Records from a data collection:
________________________

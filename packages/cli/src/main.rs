#![cfg_attr(feature = "fail-on-warnings", deny(warnings))]
#![warn(clippy::all, clippy::pedantic, clippy::nursery, clippy::cargo)]
#![allow(clippy::multiple_crate_versions, clippy::cargo_common_metadata)]

//! Command-line front end for the risk map toolchain.
//!
//! Loads a dataset definition, runs the join/filter/summary pipeline, and
//! prints or exports the dashboard's insights. Without a subcommand it
//! starts an interactive filter loop.

mod interactive;
mod report;

use std::path::PathBuf;
use std::time::Duration;

use clap::{Args, Parser, Subcommand};
use risk_map_cli_utils::{IndicatifProgress, MultiProgress};
use risk_map_dashboard::{DashboardState, Message};
use risk_map_dataset::registry::{self, DEFAULT_DATASET_ID};
use risk_map_dataset_models::DatasetSource;
use risk_map_risk_models::{FilterState, JoinKey};

/// Environment variable selecting the default dataset id.
const DATASET_ENV: &str = "RISK_MAP_DATASET";

/// Per-request timeout for remote layers.
const REQUEST_TIMEOUT: Duration = Duration::from_secs(120);

#[derive(Parser)]
#[command(name = "risk_map", about = "Bangkok risk point map data toolchain")]
struct Cli {
    #[command(subcommand)]
    command: Option<Commands>,
}

#[derive(Subcommand)]
enum Commands {
    /// List registered dataset definitions
    Sources,
    /// Print total, status breakdown, and top districts
    Summary {
        #[command(flatten)]
        dataset: DatasetArgs,
        #[command(flatten)]
        filter: FilterArgs,
        /// Number of top districts to list (overrides the dataset default)
        #[arg(long)]
        top: Option<usize>,
        /// Print the insights as JSON instead of text
        #[arg(long)]
        json: bool,
    },
    /// List areas with their incident counts, busiest first
    Areas {
        #[command(flatten)]
        dataset: DatasetArgs,
        /// Maximum number of areas to print
        #[arg(long)]
        limit: Option<usize>,
    },
    /// Write the full render plan (areas, markers, legend, insights) as JSON
    Export {
        #[command(flatten)]
        dataset: DatasetArgs,
        #[command(flatten)]
        filter: FilterArgs,
        /// Output file path
        #[arg(long, short)]
        output: PathBuf,
    },
}

/// Selects a dataset and optionally overrides its layer locations.
#[derive(Args, Clone, Default)]
struct DatasetArgs {
    /// Dataset id (defaults to `RISK_MAP_DATASET`, then `bangkok_subdistricts`)
    #[arg(long)]
    dataset: Option<String>,
    /// Area layer URL or path, replacing the dataset's
    #[arg(long)]
    areas: Option<String>,
    /// Incident layer URL or path, replacing the dataset's
    #[arg(long)]
    incidents: Option<String>,
    /// Join key (`subdistrict` or `district`), replacing the dataset's
    #[arg(long)]
    join: Option<JoinKey>,
}

/// Status/district constraints on the active incident subset.
#[derive(Args, Clone, Default)]
struct FilterArgs {
    /// Only incidents with this status label
    #[arg(long)]
    status: Option<String>,
    /// Only incidents in this district
    #[arg(long)]
    district: Option<String>,
}

impl From<FilterArgs> for FilterState {
    fn from(args: FilterArgs) -> Self {
        Self {
            status: args.status,
            district: args.district,
        }
    }
}

/// Resolves the requested dataset definition and applies overrides.
fn resolve_source(args: &DatasetArgs) -> Result<DatasetSource, Box<dyn std::error::Error>> {
    let id = args
        .dataset
        .clone()
        .or_else(|| std::env::var(DATASET_ENV).ok())
        .unwrap_or_else(|| DEFAULT_DATASET_ID.to_string());

    let mut source = registry::find_source(&id).ok_or_else(|| format!("Unknown dataset: {id}"))?;

    if let Some(areas) = &args.areas {
        source.areas.location.clone_from(areas);
    }
    if let Some(incidents) = &args.incidents {
        source.incidents.location.clone_from(incidents);
    }
    if let Some(join) = args.join {
        source.join = join;
    }

    Ok(source)
}

/// Loads both layers and builds the dashboard state.
///
/// # Errors
///
/// Returns an error if either layer fails to load; nothing is rendered in
/// that case.
async fn load_dashboard(
    multi: &MultiProgress,
    source: &DatasetSource,
    top: Option<usize>,
) -> Result<DashboardState, Box<dyn std::error::Error>> {
    let client = reqwest::Client::builder().timeout(REQUEST_TIMEOUT).build()?;
    let progress = IndicatifProgress::load_bar(multi, &format!("Loading {}", source.name()));

    let dataset = match risk_map_dataset::load(&client, source, progress).await {
        Ok(dataset) => dataset,
        Err(e) => {
            log::error!("Failed to load dataset {}: {e}", source.id());
            return Err(e.into());
        }
    };

    Ok(DashboardState::new(
        dataset,
        source.join,
        top.unwrap_or_else(|| source.top_districts()),
    ))
}

/// Applies both filter constraints to `state`.
fn apply_filter(state: &mut DashboardState, filter: FilterState) {
    state.update(Message::SetStatusFilter(filter.status));
    state.update(Message::SetDistrictFilter(filter.district));
}

#[tokio::main]
async fn main() -> Result<(), Box<dyn std::error::Error>> {
    let multi = risk_map_cli_utils::init_logger();
    let cli = Cli::parse();

    let Some(command) = cli.command else {
        return interactive::run(&multi).await;
    };

    match command {
        Commands::Sources => report::print_sources(&registry::all_sources()),
        Commands::Summary {
            dataset,
            filter,
            top,
            json,
        } => {
            let source = resolve_source(&dataset)?;
            let top = top.unwrap_or_else(|| source.top_districts());
            let mut state = load_dashboard(&multi, &source, Some(top)).await?;
            apply_filter(&mut state, filter.into());

            let insights = state.insights();
            if json {
                println!("{}", serde_json::to_string_pretty(&insights)?);
            } else {
                report::print_insights(&insights, top);
            }
        }
        Commands::Areas { dataset, limit } => {
            let source = resolve_source(&dataset)?;
            let state = load_dashboard(&multi, &source, None).await?;
            report::print_areas(state.areas(), limit);
        }
        Commands::Export {
            dataset,
            filter,
            output,
        } => {
            let source = resolve_source(&dataset)?;
            let mut state = load_dashboard(&multi, &source, None).await?;
            apply_filter(&mut state, filter.into());
            report::export_plan(&state.render(), &output)?;
            log::info!("Exported render plan to {}", output.display());
        }
    }

    Ok(())
}
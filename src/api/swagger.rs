use utoipa::OpenApi;

#[derive(OpenApi)]
#[openapi(
    info(
        title = "User Gateway API",
        version = "1.0.0",
        description = "User records API. \n\n**Sources:**\n- `/api/users`: in-process store\n- `/api/remote/users`: pass-through to the upstream users service\n\n**Errors:** every failure is returned as `{ success: false, message, data: null }`.",
        contact(
            name = "User Gateway Team"
        )
    ),
    paths(
        // Health
        crate::api::health::health_check,

        // Local store
        crate::api::users::list_users,
        crate::api::users::get_user,
        crate::api::users::create_user,
        crate::api::users::update_user,
        crate::api::users::delete_user,

        // Upstream proxy
        crate::api::remote_users::list_remote_users,
        crate::api::remote_users::get_remote_user,
        crate::api::remote_users::create_remote_user,
        crate::api::remote_users::update_remote_user,
        crate::api::remote_users::delete_remote_user,
    ),
    components(
        schemas(
            crate::api::health::HealthResponse,
            crate::models::ApiResponse,
            crate::models::UserResponse,
            crate::models::CreateUserRequest,
            crate::models::UpdateUserRequest,
        )
    ),
    tags(
        (name = "Health", description = "Health check endpoint."),
        (name = "Users", description = "Users held by this service, in memory, for the lifetime of the process."),
        (name = "Remote Users", description = "Users owned by the upstream service. Each call is forwarded once; upstream failures are translated to the standard envelope."),
    )
)]
pub struct ApiDoc;
use chrono::Utc;
use tokio::sync::RwLock;

use crate::models::{CreateUserRequest, UpdateUserRequest, User};
use crate::utils::AppError;

/// Store em memória dos usuários locais (ids nunca são reutilizados)
pub struct UserStore {
    state: RwLock<StoreState>,
}

struct StoreState {
    users: Vec<User>,
    next_id: u64,
}

impl UserStore {
    pub fn new() -> Self {
        Self {
            state: RwLock::new(StoreState {
                users: Vec::new(),
                next_id: 1,
            }),
        }
    }

    pub async fn list_all(&self) -> Vec<User> {
        self.state.read().await.users.clone()
    }

    pub async fn get(&self, id: u64) -> Result<User, AppError> {
        self.state
            .read()
            .await
            .users
            .iter()
            .find(|u| u.id == id)
            .cloned()
            .ok_or(AppError::NotFound)
    }

    pub async fn len(&self) -> usize {
        self.state.read().await.users.len()
    }

    pub async fn insert(&self, request: &CreateUserRequest) -> Result<User, AppError> {
        let mut state = self.state.write().await;

        if state.users.iter().any(|u| u.email == request.email) {
            return Err(AppError::InvalidRequest("email already registered".into()));
        }

        let now = Utc::now();
        let user = User {
            id: state.next_id,
            name: request.name.clone(),
            email: request.email.clone(),
            password: request.password.clone(),
            created_at: now,
            updated_at: now,
        };

        state.next_id += 1;
        state.users.push(user.clone());

        log::debug!("Inserted user {} ({})", user.id, user.email);
        Ok(user)
    }

    /// Aplica só os campos com valor; `null` mantém o valor atual
    pub async fn update(&self, id: u64, request: &UpdateUserRequest) -> Result<User, AppError> {
        let mut state = self.state.write().await;

        let index = state
            .users
            .iter()
            .position(|u| u.id == id)
            .ok_or(AppError::NotFound)?;

        if let Some(email) = request.new_email() {
            if state.users.iter().any(|u| u.id != id && u.email == email) {
                return Err(AppError::InvalidRequest("email already registered".into()));
            }
        }

        let user = &mut state.users[index];

        if let Some(name) = request.new_name() {
            user.name = name.to_string();
        }
        if let Some(email) = request.new_email() {
            user.email = email.to_string();
        }
        if let Some(password) = request.new_password() {
            user.password = password.to_string();
        }
        user.updated_at = Utc::now();

        Ok(user.clone())
    }

    pub async fn delete(&self, id: u64) -> Result<User, AppError> {
        let mut state = self.state.write().await;

        let index = state
            .users
            .iter()
            .position(|u| u.id == id)
            .ok_or(AppError::NotFound)?;

        Ok(state.users.remove(index))
    }
}

impl Default for UserStore {
    fn default() -> Self {
        Self::new()
    }
}
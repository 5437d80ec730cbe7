use crate::database::UserStore;
use crate::models::CreateUserRequest;

/// Usuários de demonstração (SEED_DEMO_USERS=true), só se o store estiver vazio
pub async fn seed_demo_users(store: &UserStore) {
    let count = store.len().await;
    if count > 0 {
        log::info!("👥 Demo users: store already has {} users — skipping seed", count);
        return;
    }

    let users = build_demo_users();
    log::info!("👥 Demo users: seeding {} users...", users.len());

    for user in &users {
        match store.insert(user).await {
            Ok(created) => log::info!("   ✅ Seeded user {} ({})", created.id, created.email),
            Err(e) => log::warn!("   ⚠️  Failed to seed {}: {}", user.email, e),
        }
    }
}

fn build_demo_users() -> Vec<CreateUserRequest> {
    vec![
        CreateUserRequest {
            name: "Demo User".into(),
            email: "demo@example.com".into(),
            password: "demo123456".into(),
        },
        CreateUserRequest {
            name: "Test User".into(),
            email: "test@example.com".into(),
            password: "test123456".into(),
        },
    ]
}
use actix_web::{
    http::{header::ContentType, StatusCode},
    web, HttpResponse, ResponseError,
};

use crate::models::{ApiResponse, CreateUserRequest, UpdateUserRequest};
use crate::services::UpstreamClient;
use crate::utils::AppError;

/// Devolve o corpo do upstream como veio, ou o envelope de erro traduzido
fn relay(op: &str, result: Result<Vec<u8>, AppError>, success: StatusCode) -> HttpResponse {
    match result {
        Ok(body) => {
            log::info!("✅ Upstream {} succeeded", op);
            HttpResponse::build(success)
                .content_type(ContentType::json())
                .body(body)
        }
        Err(e) => {
            log::warn!("❌ Upstream {} failed: {}", op, e);
            e.error_response()
        }
    }
}

/// GET /api/remote/users - Lista usuários do serviço upstream
#[utoipa::path(
    get,
    path = "/api/remote/users",
    tag = "Remote Users",
    responses(
        (status = 200, description = "Upstream body relayed unchanged"),
        (status = 404, description = "No user data found", body = ApiResponse),
        (status = 500, description = "Upstream returned an error", body = ApiResponse),
        (status = 503, description = "Upstream unreachable", body = ApiResponse)
    )
)]
pub async fn list_remote_users(upstream: web::Data<UpstreamClient>) -> HttpResponse {
    log::info!("🌐 GET /api/remote/users");
    relay("list", upstream.list_users().await, StatusCode::OK)
}

#[utoipa::path(
    get,
    path = "/api/remote/users/{id}",
    tag = "Remote Users",
    params(("id" = u64, Path, description = "Upstream user id")),
    responses(
        (status = 200, description = "Upstream body relayed unchanged"),
        (status = 404, description = "User not found", body = ApiResponse),
        (status = 500, description = "Upstream returned an error", body = ApiResponse),
        (status = 503, description = "Upstream unreachable", body = ApiResponse)
    )
)]
pub async fn get_remote_user(
    upstream: web::Data<UpstreamClient>,
    id: web::Path<u64>,
) -> HttpResponse {
    let id = id.into_inner();
    log::info!("🌐 GET /api/remote/users/{}", id);
    relay("get", upstream.get_user(id).await, StatusCode::OK)
}

/// POST /api/remote/users - Cria usuário no upstream (400 do upstream volta como 400)
#[utoipa::path(
    post,
    path = "/api/remote/users",
    tag = "Remote Users",
    request_body = CreateUserRequest,
    responses(
        (status = 201, description = "Upstream body relayed unchanged"),
        (status = 400, description = "Validation failed, locally or upstream", body = ApiResponse),
        (status = 500, description = "Upstream returned an error", body = ApiResponse),
        (status = 503, description = "Upstream unreachable", body = ApiResponse)
    )
)]
pub async fn create_remote_user(
    upstream: web::Data<UpstreamClient>,
    request: web::Json<CreateUserRequest>,
) -> HttpResponse {
    log::info!("🌐 POST /api/remote/users - email: {}", request.email);

    if let Err(e) = request.validate() {
        log::warn!("❌ Rejected before upstream: {}", e);
        return e.error_response();
    }

    relay("create", upstream.create_user(&request).await, StatusCode::CREATED)
}

#[utoipa::path(
    put,
    path = "/api/remote/users/{id}",
    tag = "Remote Users",
    params(("id" = u64, Path, description = "Upstream user id")),
    request_body = UpdateUserRequest,
    responses(
        (status = 200, description = "Upstream body relayed unchanged"),
        (status = 400, description = "Validation failed, locally or upstream", body = ApiResponse),
        (status = 404, description = "User not found", body = ApiResponse),
        (status = 500, description = "Upstream returned an error", body = ApiResponse),
        (status = 503, description = "Upstream unreachable", body = ApiResponse)
    )
)]
pub async fn update_remote_user(
    upstream: web::Data<UpstreamClient>,
    id: web::Path<u64>,
    request: web::Json<UpdateUserRequest>,
) -> HttpResponse {
    let id = id.into_inner();
    log::info!("🌐 PUT /api/remote/users/{}", id);

    if let Err(e) = request.validate() {
        log::warn!("❌ Rejected before upstream: {}", e);
        return e.error_response();
    }

    relay("update", upstream.update_user(id, &request).await, StatusCode::OK)
}

#[utoipa::path(
    delete,
    path = "/api/remote/users/{id}",
    tag = "Remote Users",
    params(("id" = u64, Path, description = "Upstream user id")),
    responses(
        (status = 200, description = "Upstream envelope relayed unchanged", body = ApiResponse),
        (status = 404, description = "User not found", body = ApiResponse),
        (status = 500, description = "Upstream returned an error", body = ApiResponse),
        (status = 503, description = "Upstream unreachable", body = ApiResponse)
    )
)]
pub async fn delete_remote_user(
    upstream: web::Data<UpstreamClient>,
    id: web::Path<u64>,
) -> HttpResponse {
    let id = id.into_inner();
    log::info!("🌐 DELETE /api/remote/users/{}", id);
    relay("delete", upstream.delete_user(id).await, StatusCode::OK)
}
use actix_web::{web, HttpResponse, Responder};
use serde::{Deserialize, Serialize};

use crate::database::UserStore;
use crate::services::UpstreamClient;

#[derive(Serialize, Deserialize, utoipa::ToSchema)]
pub struct HealthResponse {
    pub status: String,
    pub service: String,
    pub version: String,
    pub local_users: usize,
    pub upstream: String,
    pub timestamp: i64,
}

#[utoipa::path(
    get,
    path = "/health",
    tag = "Health",
    responses(
        (status = 200, description = "Service is healthy", body = HealthResponse)
    )
)]
pub async fn health_check(
    store: web::Data<UserStore>,
    upstream: web::Data<UpstreamClient>,
) -> impl Responder {
    HttpResponse::Ok().json(HealthResponse {
        status: "healthy".to_string(),
        service: env!("CARGO_PKG_NAME").to_string(),
        version: env!("CARGO_PKG_VERSION").to_string(),
        local_users: store.len().await,
        upstream: upstream.base_url().to_string(),
        timestamp: chrono::Utc::now().timestamp(),
    })
}
pub mod upstream_service;

pub use upstream_service::*;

________________________

_Activity_
The answer must consist of every line from the entries that holds the string "IndicatifProgress".

_Finished exercise_
use risk_map_cli_utils::{IndicatifProgress, MultiProgress};
    let progress = IndicatifProgress::load_bar(multi, &format!("Loading {}", source.name()));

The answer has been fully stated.